Zhiming seguia atrás em silêncio. Já estava acostumado ao comportamento anormal de Yang Ling sempre que avistava Wang Qianqian. Pela aparência, concluía que Yang Ling simplesmente não suportava Qianqian e adorava implicar com ela. Mas, com tantas garotas por aí, por que justamente Qianqian? Será que ele gostava dela?

Zhiming não queria pensar nessa possibilidade. Seu amigo jamais competiria com ele por ninguém. Talvez fosse ele quem estivesse imaginando demais.

Wang Qianqian caminhava à frente com Zhang Bing. Ele se inclinou discretamente e sussurrou:

— Esses colegas são insuportáveis. Na escola, eles também agem assim com você?

Qianqian não respondeu. Em vez disso, descarregou a raiva que guardava no peito no próprio corpo, acelerando o passo para apagar da frente dos olhos todo aquele desconforto.

Adiante, a escadaria de pedra continuava longa. Henyue apoiou-se nela e aos poucos sentiu as pernas pesadas.

Na parede de um dos lados, teias brancas de aranha se estendiam como uma barreira.

— Como pode haver tantas teias de aranha aqui? — murmurou Yangzi, apressando-se para a frente.

Algumas aranhas grandes e negras, sem pressa, continuavam a fiar seus fios finíssimos em seu território, como se a chegada dos humanos não lhes dissesse respeito algum.

Qianqian tinha pavor de aranhas, especialmente das grandes e pretas. Seguiu de perto atrás de Yangzi, temendo que alguma caísse sobre sua cabeça ou seus ombros.

Quanto mais subiam, mais forte se tornava a umidade. Um vento gelado invadia o interior pela abertura no alto da caverna, e alguns morcegos voavam de um lado para o outro em disparada, emitindo guinchos agudos, como ratos.

Henyue passou a mão no rosto de repente. Sentiu-o úmido, como se algo tivesse pingado de cima.

— Droga! — praguejou ele em voz baixa e continuou andando.

— O que foi, tio? — perguntou Yangzi, acompanhando-lhe os passos.

— Não sei o que caiu no meu rosto. Está pegajoso.

— Não foi, por acaso, cocô daqueles morcegos? Caiu bem em cheio no rosto.

— Não sei!

— Tio, já andamos tanto por esta caverna... não encontrou nenhum vestígio, nenhuma pista sobre a morte de Wenwen?

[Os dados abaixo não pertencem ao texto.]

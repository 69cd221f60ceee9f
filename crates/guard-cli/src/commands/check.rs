//! Check command implementation

use colored::Colorize;
use guard_core::ComplianceStatus;

use crate::context::Context;
use crate::error::{CliError, Result};

/// Print the compliance of each target file.
///
/// Fails with [`CliError::NonCompliant`] when any file needs repair.
pub fn run_check(ctx: &Context) -> Result<()> {
    let coordinator = ctx.coordinator()?;
    println!(
        "{} Checking filter files in {}",
        "=>".blue().bold(),
        coordinator.conf_dir().display()
    );

    let report = coordinator.compliance();
    for file in &report {
        match &file.status {
            ComplianceStatus::Compliant => {
                println!("   {} {}", "OK".green().bold(), file.file.cyan());
            }
            ComplianceStatus::NonCompliant { missing } => {
                println!(
                    "   {} {} (missing {}): {}",
                    "MISSING RULES".red().bold(),
                    file.file.cyan(),
                    missing.len(),
                    missing.join(", ")
                );
            }
            ComplianceStatus::Missing => {
                println!("   {} {} (not present)", "SKIP".dimmed(), file.file.cyan());
            }
            ComplianceStatus::Unreadable { reason } => {
                println!("   {} {}: {}", "UNREADABLE".yellow().bold(), file.file.cyan(), reason);
            }
        }
    }

    let count = report.iter().filter(|f| f.needs_enforcement()).count();
    if count > 0 {
        println!();
        println!("Run {} to repair.", "syno-guard fix".cyan());
        return Err(CliError::NonCompliant { count });
    }

    println!();
    println!("{} All filter files are compliant.", "OK".green().bold());
    Ok(())
}
//! Long-running watch loop

use std::future::Future;
use std::sync::Arc;
use std::time::Duration;

use crate::enforce::{EnforcementCoordinator, TriggerOutcome};
use crate::error::Result;
use crate::watch::{ChangeWatcher, Debouncer};

/// How often shutdown checks whether a cycle is still running.
const DRAIN_POLL: Duration = Duration::from_millis(100);

/// Enforce once, then keep the filter files compliant until `shutdown`
/// resolves.
///
/// Each qualifying change re-arms a debounce timer of `debounce`; when it
/// elapses a check runs on its own task, so later changes cannot cancel a
/// cycle in progress. On shutdown the watcher is dropped first, any
/// pending timer is cancelled, and a running cycle is allowed to finish.
pub async fn run<F>(
    coordinator: Arc<EnforcementCoordinator>,
    debounce: Duration,
    shutdown: F,
) -> Result<()>
where
    F: Future<Output = ()>,
{
    let dir = coordinator.conf_dir().to_path_buf();
    tracing::info!(conf_dir = %dir.display(), "Starting filter guard");

    log_outcome(&coordinator.check_and_enforce().await);

    let trigger = Arc::clone(&coordinator);
    let debouncer = Arc::new(Debouncer::new(debounce, move || {
        let coordinator = Arc::clone(&trigger);
        tokio::spawn(async move {
            log_outcome(&coordinator.check_and_enforce().await);
        });
    }));

    let watcher = ChangeWatcher::start(
        &dir,
        coordinator.target_files().to_vec(),
        Arc::clone(&debouncer),
    )?;

    shutdown.await;
    tracing::info!("Shutting down");

    drop(watcher);
    if debouncer.cancel() {
        tracing::debug!("Dropped pending check");
    }
    while coordinator.is_busy() {
        tracing::debug!(phase = %coordinator.phase(), "Waiting for active cycle");
        tokio::time::sleep(DRAIN_POLL).await;
    }

    tracing::info!("Stopped");
    Ok(())
}

fn log_outcome(outcome: &TriggerOutcome) {
    match outcome {
        TriggerOutcome::Compliant => tracing::debug!("Filter files compliant"),
        TriggerOutcome::Queued => {}
        TriggerOutcome::Enforced(report) => {
            if report.is_clean() {
                tracing::info!(updated = report.updated_any(), "Enforcement cycle complete");
            } else {
                tracing::warn!(
                    updated = report.updated_any(),
                    exit = ?report.exit,
                    start = ?report.start,
                    "Enforcement cycle completed with problems"
                );
            }
        }
    }
}
//! Filter-file content handling for syno-guard
//!
//! Everything in this crate is pure text processing: no filesystem access,
//! no processes. The daemon reads a filter file, asks [`needs_enforcement`]
//! whether anything is missing, and if so runs it through [`ConfigMerger`]
//! to produce the repaired text.

pub mod compliance;
pub mod diff;
pub mod document;
pub mod error;
pub mod merge;
pub mod rules;

pub use compliance::{missing_tokens, needs_enforcement};
pub use diff::unified_diff;
pub use document::{ConfigDocument, KeyValue, Section};
pub use error::{Error, Result};
pub use merge::{ConfigMerger, MergeOutcome, MergePolicy, TRACKED_KEY, TargetSection};
pub use rules::{DEFAULT_IGNORE_TOKENS, RuleSet, RuleToken};
//! Compliance checks and the enforcement cycle

mod coordinator;
mod report;

pub use coordinator::{CYCLE_LOCK_FILE, EnforcementCoordinator};
pub use report::{
    ComplianceStatus, CyclePhase, CycleReport, FileCompliance, FileOutcome, FilePreview,
    FileReport, TriggerOutcome,
};
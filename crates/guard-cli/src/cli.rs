//! CLI argument parsing using clap derive

use std::path::PathBuf;

use clap::{Parser, Subcommand};

/// Keeps Synology Drive filter files ignoring build and dependency folders
#[derive(Parser, Debug)]
#[command(name = "syno-guard")]
#[command(author, version, about, long_about = None)]
pub struct Cli {
    /// Enable debug logging (RUST_LOG takes precedence)
    #[arg(short, long, global = true)]
    pub verbose: bool,

    /// Settings file (defaults to <config dir>/syno-guard/config.toml)
    #[arg(long, global = true, env = "SYNO_GUARD_CONFIG", value_name = "PATH")]
    pub config: Option<PathBuf>,

    /// Synology Drive configuration directory to guard
    #[arg(long, global = true, value_name = "PATH")]
    pub conf_dir: Option<PathBuf>,

    /// The command to run (defaults to `watch`)
    #[command(subcommand)]
    pub command: Option<Commands>,
}

/// Available commands
#[derive(Subcommand, Debug, Clone, PartialEq, Eq)]
pub enum Commands {
    /// Enforce once, then watch the filter files until interrupted
    Watch,

    /// Report which filter files are missing ignore rules
    ///
    /// Exits with a non-zero status if any file needs repair.
    Check,

    /// Stop the client, repair the filter files and restart it
    Fix {
        /// Print the changes as a diff without touching anything
        #[arg(long)]
        dry_run: bool,
    },

    /// List backups of the filter files, newest first
    Backups {
        /// Only list backups of this file
        file: Option<String>,
    },

    /// Print the ignore rules being enforced
    Rules,
}
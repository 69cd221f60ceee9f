//! Stopping and restarting the monitored application
//!
//! [`ProcessLifecycle`] drives the stop → await exit → settle → start →
//! await start sequence around a write. All interaction with the real
//! application goes through the narrow [`AppControl`] trait, so the timeout
//! and escalation rules can be exercised against a scripted fake.

mod control;
mod process;

pub use control::{AppControl, Termination};
pub use process::{AppProfile, ExitOutcome, ProcessLifecycle, StartOutcome, StopMethod, Timings};
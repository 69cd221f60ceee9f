//! Application control through `osascript`, `pkill`, `pgrep` and `open`

use async_trait::async_trait;

use super::{applescript_string, run, run_checked};
use crate::error::ControlError;
use crate::lifecycle::{AppControl, Termination};

/// Controls the application with stock macOS commands.
#[derive(Debug, Clone)]
pub struct SystemAppControl {
    app_name: String,
}

impl SystemAppControl {
    pub fn new(app_name: impl Into<String>) -> Self {
        Self {
            app_name: app_name.into(),
        }
    }
}

/// `pkill`/`pgrep` exit status meaning "no process matched".
const NO_MATCH: i32 = 1;

#[async_trait]
impl AppControl for SystemAppControl {
    async fn request_quit(&self) -> Result<(), ControlError> {
        let script = format!("tell application {} to quit", applescript_string(&self.app_name));
        run_checked("osascript", &["-e", &script]).await
    }

    async fn terminate(&self, pattern: &str, mode: Termination) -> Result<(), ControlError> {
        let mut args = Vec::with_capacity(3);
        if mode == Termination::Kill {
            args.push("-9");
        }
        args.extend(["-f", pattern]);
        let status = run("pkill", &args).await?;
        if status.success() || status.code() == Some(NO_MATCH) {
            Ok(())
        } else {
            Err(ControlError::CommandFailed {
                command: "pkill".to_string(),
                status: status.to_string(),
            })
        }
    }

    async fn is_running(&self, pattern: &str) -> Result<bool, ControlError> {
        let status = run("pgrep", &["-f", pattern]).await?;
        match status.code() {
            Some(0) => Ok(true),
            Some(NO_MATCH) => Ok(false),
            _ => Err(ControlError::CommandFailed {
                command: "pgrep".to_string(),
                status: status.to_string(),
            }),
        }
    }

    async fn launch(&self) -> Result<(), ControlError> {
        run_checked("open", &["-a", &self.app_name]).await
    }
}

— Não. Você acha que eu sou o detetive Di Renjie, por acaso?

— Pelo que vejo, nem vale mais a pena investigar. Com esse nível de inteligência, duvido que saia alguma coisa. Se me perguntarem, Wenwen morreu de forma natural; não houve nada repentino nem nenhuma causa especial.

— Por trás de tudo que parece normal sempre existe uma origem complicada e anormal.

— Tio, isso já ficou profundo demais.

— É por isso que precisamos continuar investigando!

— Não dá. Não somos talhados para isso. O melhor é voltar logo para casa e dormir o sono dos justos!

Zhang Bing, ouvindo a conversa entre Henyue e Yangzi, sentiu-se tocado. Também queria voltar para casa, mas não tinha coragem de dizer isso. Nem sabia o que Qianqian pensava. Levantou os olhos na direção dela, mas o olhar de Qianqian estava frio, incapaz de revelar a resposta que ele buscava.